En el otro lado, las negociaciones también se veían con desconfianza. La colocación misma de Rabbani, un representante de la Alianza del Norte -opuestos a los talibanes y de origen tayiko y uzbeko, no como los talibanes y Karzai, que son pastunes- era un movimiento para hacer que todo el país estuviese implicado en las negociaciones.

La corrupción y las muertes civiles, el resultado

"Son los mismos que estaban allí antes de los talibanes", recuerda Castillejo, que asegura que estos jefes tribales siguen teniendo un gran poder en Afganistán porque los ciudadanos acuden a ellos ante un gobierno que no les garantiza su seguridad y una coalición internacional mal. vista.

Y, al igual que Pakistán, India o Irán buscan el poder de influencia, tayikos, uzbekos y pastunes luchan por su pedazo de 'tarta' en uno de los países con peor gobernanza del mundo.

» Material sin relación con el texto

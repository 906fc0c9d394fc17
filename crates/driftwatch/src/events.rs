//! Structured monitor events
//!
//! The monitor reports its lifecycle through an injected [`EventSink`] rather
//! than a process-wide logger, so tests can capture exactly what was emitted.
//! The default sink forwards to `tracing`; a sink must never block
//! indefinitely, since it is called from the scan/dispatch hot path.

use crate::monitor::types::{CycleReport, UpsertOutcome};
use std::sync::Mutex;
use tracing::{debug, error, info, warn};

/// Severity of a monitor event.
#[derive(Debug, Clone, Copy, PartialEq, Eq)]
pub enum EventLevel {
    Debug,
    Info,
    Warn,
    Error,
}

/// One structured event record.
#[derive(Debug, Clone)]
pub enum MonitorEvent {
    /// Scanner found a new or changed file, or requeued a failed one
    FileDiscovered { path: String, outcome: UpsertOutcome },
    /// Dispatcher handed a file to the pipeline
    DispatchStarted { path: String, attempt: u32 },
    /// Pipeline completed a file
    FileProcessed { path: String, attempt: u32 },
    /// Pipeline failed a file
    FileFailed {
        path: String,
        attempt: u32,
        error: String,
        /// Retry limit exhausted; no further attempts will be made
        permanent: bool,
    },
    /// One scan-then-dispatch pass finished
    CycleCompleted { report: CycleReport },
}

impl MonitorEvent {
    pub fn level(&self) -> EventLevel {
        match self {
            Self::FileDiscovered { .. } => EventLevel::Info,
            Self::DispatchStarted { .. } => EventLevel::Debug,
            Self::FileProcessed { .. } => EventLevel::Info,
            Self::FileFailed { permanent, .. } => {
                if *permanent {
                    EventLevel::Error
                } else {
                    EventLevel::Warn
                }
            }
            Self::CycleCompleted { .. } => EventLevel::Info,
        }
    }
}

/// Destination for monitor events. Implementations must be cheap and
/// non-blocking; anything slow belongs behind a channel.
pub trait EventSink: Send + Sync {
    fn emit(&self, event: MonitorEvent);
}

/// Default sink: forwards events to `tracing` with structured fields.
#[derive(Debug, Default)]
pub struct TracingSink;

impl EventSink for TracingSink {
    fn emit(&self, event: MonitorEvent) {
        match event {
            MonitorEvent::FileDiscovered { path, outcome } => {
                info!(path = %path, outcome = outcome.as_str(), "File discovered");
            }
            MonitorEvent::DispatchStarted { path, attempt } => {
                debug!(path = %path, attempt, "Dispatching file to pipeline");
            }
            MonitorEvent::FileProcessed { path, attempt } => {
                info!(path = %path, attempt, "File processed");
            }
            MonitorEvent::FileFailed {
                path,
                attempt,
                error,
                permanent,
            } => {
                if permanent {
                    error!(path = %path, attempt, error = %error, "File failed permanently");
                } else {
                    warn!(path = %path, attempt, error = %error, "File failed, will retry");
                }
            }
            MonitorEvent::CycleCompleted { report } => {
                info!(
                    files_seen = report.scan.files_seen,
                    new = report.scan.files_new,
                    changed = report.scan.files_changed,
                    retried = report.scan.files_retried,
                    deleted = report.scan.files_deleted,
                    candidates = report.candidates,
                    processed = report.dispatch.processed,
                    failed = report.dispatch.failed,
                    scan_ms = report.scan.duration_ms,
                    "Cycle complete"
                );
            }
        }
    }
}

/// Captures events in memory. Used by tests to assert on emitted records.
#[derive(Debug, Default)]
pub struct MemorySink {
    events: Mutex<Vec<MonitorEvent>>,
}

impl MemorySink {
    pub fn new() -> Self {
        Self::default()
    }

    pub fn events(&self) -> Vec<MonitorEvent> {
        self.events
            .lock()
            .unwrap_or_else(|poisoned| poisoned.into_inner())
            .clone()
    }
}

impl EventSink for MemorySink {
    fn emit(&self, event: MonitorEvent) {
        self.events
            .lock()
            .unwrap_or_else(|poisoned| poisoned.into_inner())
            .push(event);
    }
}
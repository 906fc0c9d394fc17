//! Driftwatch launcher
//!
//! Wires together the logger, a pipeline, and the file monitor, then runs
//! the monitor until interrupted.

use anyhow::{Context, Result};
use clap::{Parser, Subcommand};
use driftwatch::monitor::{Catalog, FileMonitor};
use driftwatch::pipeline::{CommandPipeline, LogPipeline, Pipeline};
use driftwatch::{MonitorConfig, TracingSink};
use driftwatch_logging::{init_logging, LogConfig};
use std::path::PathBuf;
use std::process::ExitCode;
use std::sync::mpsc;
use std::sync::Arc;
use tracing::info;

#[derive(Parser, Debug)]
#[command(name = "driftwatch", about = "Polling file monitor feeding a processing pipeline")]
struct Cli {
    /// Enable verbose logging (debug level to stderr)
    #[arg(short = 'v', long, global = true)]
    verbose: bool,

    #[command(subcommand)]
    command: Commands,
}

#[derive(Subcommand, Debug)]
enum Commands {
    /// Watch a directory and process files until interrupted
    Run {
        /// Path to a TOML configuration file
        #[arg(long)]
        config: Option<PathBuf>,

        /// Root of the watched directory tree (overrides the config file)
        #[arg(long)]
        base_dir: Option<PathBuf>,

        /// Seconds between scan cycles
        #[arg(long)]
        interval: Option<u64>,

        /// Concurrency bound for dispatch workers
        #[arg(long)]
        max_workers: Option<usize>,

        /// Max attempts before a file is permanently failed
        #[arg(long)]
        retry_limit: Option<u32>,

        /// Keep the catalog in memory only (no snapshot on disk)
        #[arg(long)]
        memory_only: bool,
    },
    /// Run exactly one scan-then-dispatch cycle and exit
    Scan {
        #[arg(long)]
        config: Option<PathBuf>,

        #[arg(long)]
        base_dir: Option<PathBuf>,

        #[arg(long)]
        max_workers: Option<usize>,

        #[arg(long)]
        retry_limit: Option<u32>,

        #[arg(long)]
        memory_only: bool,
    },
    /// Print catalog state counts and permanently failed files
    Status {
        #[arg(long)]
        config: Option<PathBuf>,

        /// Catalog snapshot to inspect (overrides the config file)
        #[arg(long)]
        catalog: Option<PathBuf>,
    },
}

fn main() -> ExitCode {
    let cli = Cli::parse();
    if let Err(e) = init_logging(LogConfig {
        app_name: "driftwatch",
        verbose: cli.verbose,
    }) {
        eprintln!("Failed to initialize logging: {e:#}");
        return ExitCode::FAILURE;
    }

    let result = match cli.command {
        Commands::Run {
            config,
            base_dir,
            interval,
            max_workers,
            retry_limit,
            memory_only,
        } => run(
            load_config(config, base_dir)
                .map(|mut c| {
                    apply_overrides(&mut c, interval, max_workers, retry_limit, memory_only);
                    c
                }),
        ),
        Commands::Scan {
            config,
            base_dir,
            max_workers,
            retry_limit,
            memory_only,
        } => scan_once(load_config(config, base_dir).map(|mut c| {
            apply_overrides(&mut c, None, max_workers, retry_limit, memory_only);
            c
        })),
        Commands::Status { config, catalog } => status(config, catalog),
    };

    match result {
        Ok(()) => ExitCode::SUCCESS,
        Err(e) => {
            eprintln!("Error: {e:#}");
            ExitCode::FAILURE
        }
    }
}

fn load_config(config: Option<PathBuf>, base_dir: Option<PathBuf>) -> Result<MonitorConfig> {
    let mut loaded = match &config {
        Some(path) => MonitorConfig::load(path)
            .with_context(|| format!("Failed to load config from {}", path.display()))?,
        None => {
            let base = base_dir
                .clone()
                .context("Either --config or --base-dir is required")?;
            MonitorConfig::new(base)
        }
    };
    if let Some(base) = base_dir {
        loaded.base_dir = base;
    }
    Ok(loaded)
}

fn apply_overrides(
    config: &mut MonitorConfig,
    interval: Option<u64>,
    max_workers: Option<usize>,
    retry_limit: Option<u32>,
    memory_only: bool,
) {
    if let Some(interval) = interval {
        config.interval_secs = interval;
    }
    if let Some(max_workers) = max_workers {
        config.max_workers = max_workers;
    }
    if let Some(retry_limit) = retry_limit {
        config.retry_limit = retry_limit;
    }
    if memory_only {
        config.memory_only = true;
    }
}

fn build_pipeline(config: &MonitorConfig) -> Result<Arc<dyn Pipeline>> {
    if config.pipeline_command.is_empty() {
        Ok(Arc::new(LogPipeline))
    } else {
        let pipeline = CommandPipeline::new(config.pipeline_command.clone())
            .context("Invalid pipeline_command")?;
        Ok(Arc::new(pipeline))
    }
}

fn run(config: Result<MonitorConfig>) -> Result<()> {
    let config = config?;
    let pipeline = build_pipeline(&config)?;
    let monitor = FileMonitor::new(config, pipeline, Arc::new(TracingSink))
        .context("Failed to start monitor")?;
    let handle = monitor.start();

    let (interrupt_tx, interrupt_rx) = mpsc::channel();
    ctrlc::set_handler(move || {
        let _ = interrupt_tx.send(());
    })
    .context("Failed to install interrupt handler")?;

    interrupt_rx.recv().ok();
    info!("Interrupt received, shutting down");
    handle.stop().context("Shutdown did not complete cleanly")?;
    Ok(())
}

fn scan_once(config: Result<MonitorConfig>) -> Result<()> {
    let config = config?;
    let pipeline = build_pipeline(&config)?;
    let monitor = FileMonitor::new(config, pipeline, Arc::new(TracingSink))
        .context("Failed to start monitor")?;
    let report = monitor.run_cycle().context("Cycle failed")?;

    println!(
        "scanned {} files ({} new, {} changed, {} retried, {} deleted)",
        report.scan.files_seen,
        report.scan.files_new,
        report.scan.files_changed,
        report.scan.files_retried,
        report.scan.files_deleted,
    );
    println!(
        "dispatched {} candidates: {} processed, {} failed",
        report.candidates, report.dispatch.processed, report.dispatch.failed,
    );
    Ok(())
}

/// Resolve which snapshot to inspect and the retry limit to classify it
/// with. A config file supplies both; `--catalog` overrides only the path.
fn status_target(
    config: Option<PathBuf>,
    catalog: Option<PathBuf>,
) -> Result<(PathBuf, u32)> {
    let base = match &config {
        Some(path) => MonitorConfig::load(path)
            .with_context(|| format!("Failed to load config from {}", path.display()))?,
        None => MonitorConfig::new("."),
    };
    let retry_limit = base.retry_limit;
    let catalog_path = catalog.unwrap_or(base.catalog_path);
    Ok((catalog_path, retry_limit))
}

fn status(config: Option<PathBuf>, catalog: Option<PathBuf>) -> Result<()> {
    let (catalog_path, retry_limit) = status_target(config, catalog)?;

    let catalog = Catalog::load(&catalog_path, retry_limit)
        .with_context(|| format!("Failed to load catalog from {}", catalog_path.display()))?;
    let stats = catalog.stats();

    println!("catalog: {}", catalog_path.display());
    println!("  total:      {}", stats.total);
    println!("  discovered: {}", stats.discovered);
    println!("  processed:  {}", stats.processed);
    println!("  failed:     {}", stats.failed);
    println!("  deleted:    {}", stats.deleted);

    let failed = catalog.permanently_failed();
    if !failed.is_empty() {
        println!("permanently failed ({}):", failed.len());
        for record in failed {
            println!(
                "  {} after {} attempts: {}",
                record.path,
                record.attempt_count,
                record.last_error.as_deref().unwrap_or("unknown error"),
            );
        }
    }
    Ok(())
}
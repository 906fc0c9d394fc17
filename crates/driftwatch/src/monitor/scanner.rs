//! Filesystem scanner with polling-based change detection
//!
//! Walks the watched tree, fingerprints every regular file, and records the
//! sighting in the catalog. Files that vanish between listing and
//! fingerprinting are transient (the next cycle re-evaluates them), not
//! errors. An unreadable subtree is logged and skipped; discovery elsewhere
//! continues.

use super::catalog::Catalog;
use super::error::{MonitorError, Result};
use super::types::{Fingerprint, ScanStats, UpsertOutcome};
use crate::events::{EventSink, MonitorEvent};
use ignore::WalkBuilder;
use std::collections::HashSet;
use std::fs::File;
use std::io;
use std::path::Path;
use std::sync::{Arc, Mutex, MutexGuard, PoisonError};
use std::time::Instant;
use tracing::{debug, info, warn};

/// Directory names excluded from the walk by default. These are caches and
/// VCS internals that churn constantly and are never ingestion inputs.
pub const DEFAULT_EXCLUDE_DIR_NAMES: &[&str] = &[".git", "node_modules", "__pycache__", ".cache"];

/// Scanner knobs, derived from `MonitorConfig`.
#[derive(Debug, Clone)]
pub struct ScanSettings {
    /// Hash file content up to this many bytes; larger files use (size, mtime)
    pub hash_max_bytes: u64,
    /// Whether to follow symlinks (off by default to avoid cycles)
    pub follow_symlinks: bool,
    /// Whether to include hidden files/directories
    pub include_hidden: bool,
    /// Directory names to skip entirely
    pub exclude_dir_names: Vec<String>,
}

impl Default for ScanSettings {
    fn default() -> Self {
        Self {
            hash_max_bytes: 4 * 1024 * 1024,
            follow_symlinks: false,
            include_hidden: true,
            exclude_dir_names: DEFAULT_EXCLUDE_DIR_NAMES
                .iter()
                .map(|s| s.to_string())
                .collect(),
        }
    }
}

/// Filesystem scanner. Shares the catalog with the dispatcher; all mutation
/// goes through `Catalog::upsert`.
pub struct Scanner {
    catalog: Arc<Mutex<Catalog>>,
    events: Arc<dyn EventSink>,
    settings: ScanSettings,
}

impl Scanner {
    pub fn new(
        catalog: Arc<Mutex<Catalog>>,
        events: Arc<dyn EventSink>,
        settings: ScanSettings,
    ) -> Self {
        Self {
            catalog,
            events,
            settings,
        }
    }

    /// Walk `base_dir` and record every regular file in the catalog.
    ///
    /// Cataloged files not seen by a clean walk (no errors) are tombstoned.
    /// After a walk with errors the sweep is skipped: files inside an
    /// unreadable subtree were not seen but are very likely still there.
    pub fn scan(&self, base_dir: &Path) -> Result<ScanStats> {
        let start = Instant::now();
        if !base_dir.is_dir() {
            return Err(MonitorError::BaseDirNotFound(
                base_dir.display().to_string(),
            ));
        }

        let mut stats = ScanStats::default();
        let mut seen: HashSet<String> = HashSet::new();

        let exclude_dir_names: Arc<[String]> =
            Arc::from(self.settings.exclude_dir_names.clone());
        let walker = WalkBuilder::new(base_dir)
            .hidden(!self.settings.include_hidden)
            .follow_links(self.settings.follow_symlinks)
            .ignore(false)
            .git_ignore(false)
            .git_global(false)
            .git_exclude(false)
            .filter_entry(move |entry| {
                if !entry.file_type().map_or(false, |ft| ft.is_dir()) {
                    return true;
                }
                match entry.path().file_name() {
                    Some(name) => !exclude_dir_names
                        .iter()
                        .any(|excluded| name.to_string_lossy() == excluded.as_str()),
                    None => true,
                }
            })
            .build();

        for entry in walker {
            let entry = match entry {
                Ok(entry) => entry,
                Err(e) => {
                    warn!(error = %e, "Skipping unreadable entry");
                    stats.errors += 1;
                    continue;
                }
            };

            if entry.path() == base_dir {
                continue;
            }
            if entry.file_type().map_or(false, |ft| ft.is_dir()) {
                stats.dirs_scanned += 1;
                continue;
            }
            // file_type() reflects the entry itself; metadata() would follow
            // the link and misreport symlinks as regular files
            if entry.file_type().map_or(true, |ft| !ft.is_file()) {
                continue;
            }

            let metadata = match entry.metadata() {
                Ok(metadata) => metadata,
                Err(e) => {
                    if vanished(&e) {
                        debug!(path = %entry.path().display(), "File vanished before stat");
                        stats.files_vanished += 1;
                    } else {
                        warn!(path = %entry.path().display(), error = %e, "Failed to stat file");
                        stats.errors += 1;
                    }
                    continue;
                }
            };

            let size = metadata.len();
            let mtime_ms = metadata
                .modified()
                .ok()
                .and_then(|t| t.duration_since(std::time::UNIX_EPOCH).ok())
                .map(|d| d.as_millis() as i64)
                .unwrap_or(0);

            let fingerprint = if size <= self.settings.hash_max_bytes {
                match hash_file(entry.path()) {
                    Ok(hash) => Fingerprint::Content { hash },
                    Err(e) if e.kind() == io::ErrorKind::NotFound => {
                        debug!(path = %entry.path().display(), "File vanished before hashing");
                        stats.files_vanished += 1;
                        continue;
                    }
                    Err(e) => {
                        warn!(path = %entry.path().display(), error = %e, "Failed to hash file");
                        stats.errors += 1;
                        continue;
                    }
                }
            } else {
                Fingerprint::Metadata { size, mtime_ms }
            };

            let path = normalize_path(entry.path());
            stats.files_seen += 1;

            let (_, outcome) = self
                .lock_catalog()
                .upsert(&path, fingerprint, size, mtime_ms);
            match outcome {
                UpsertOutcome::New => stats.files_new += 1,
                UpsertOutcome::Changed => stats.files_changed += 1,
                UpsertOutcome::Retry => stats.files_retried += 1,
                UpsertOutcome::Unchanged => stats.files_unchanged += 1,
            }
            if outcome != UpsertOutcome::Unchanged {
                self.events
                    .emit(MonitorEvent::FileDiscovered { path: path.clone(), outcome });
            }
            seen.insert(path);
        }

        if stats.errors == 0 {
            stats.files_deleted = self.lock_catalog().sweep_missing(&seen);
        } else {
            warn!(
                errors = stats.errors,
                "Skipping deletion sweep after scan errors"
            );
        }

        stats.duration_ms = start.elapsed().as_millis() as u64;
        info!(
            dirs = stats.dirs_scanned,
            seen = stats.files_seen,
            new = stats.files_new,
            changed = stats.files_changed,
            retried = stats.files_retried,
            deleted = stats.files_deleted,
            vanished = stats.files_vanished,
            errors = stats.errors,
            duration_ms = stats.duration_ms,
            "Scan complete"
        );
        Ok(stats)
    }

    fn lock_catalog(&self) -> MutexGuard<'_, Catalog> {
        self.catalog
            .lock()
            .unwrap_or_else(PoisonError::into_inner)
    }
}

/// Normalize to forward slashes so records compare equal across platforms.
fn normalize_path(path: &Path) -> String {
    use std::path::Component;

    let mut out = String::new();
    for component in path.components() {
        match component {
            Component::Prefix(prefix) => out.push_str(&prefix.as_os_str().to_string_lossy()),
            Component::RootDir => out.push('/'),
            other => {
                if !out.is_empty() && !out.ends_with('/') {
                    out.push('/');
                }
                out.push_str(&other.as_os_str().to_string_lossy());
            }
        }
    }
    out
}

fn hash_file(path: &Path) -> io::Result<String> {
    let mut file = File::open(path)?;
    let mut hasher = blake3::Hasher::new();
    io::copy(&mut file, &mut hasher)?;
    Ok(hasher.finalize().to_hex().to_string())
}

fn vanished(err: &ignore::Error) -> bool {
    err.io_error()
        .map_or(false, |io_err| io_err.kind() == io::ErrorKind::NotFound)
}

"El problema de la corrupción o se limita a una etnia o a otra, la hemos visto en gobernadores en el Norte o en el Sur", reconoce Garrigues.

En el otro lado, la lucha sectaria y el terrorismo procedente de la frontera ha provocado que se disparen las víctimas civiles, que han aumentado en lo que va de año un 40% respecto al año anterior, que también registró una de las cifras más altas de la última década.

"La guerra no ha acabado, es un conflicto abierto que ha ido mutando. Puede que los actores hayan cambiado pero al final los afganos que viven allí y sufren los efectos de la violencia han visto que la inseguridad no ha desaparecido", concluye el experto del CIDOB.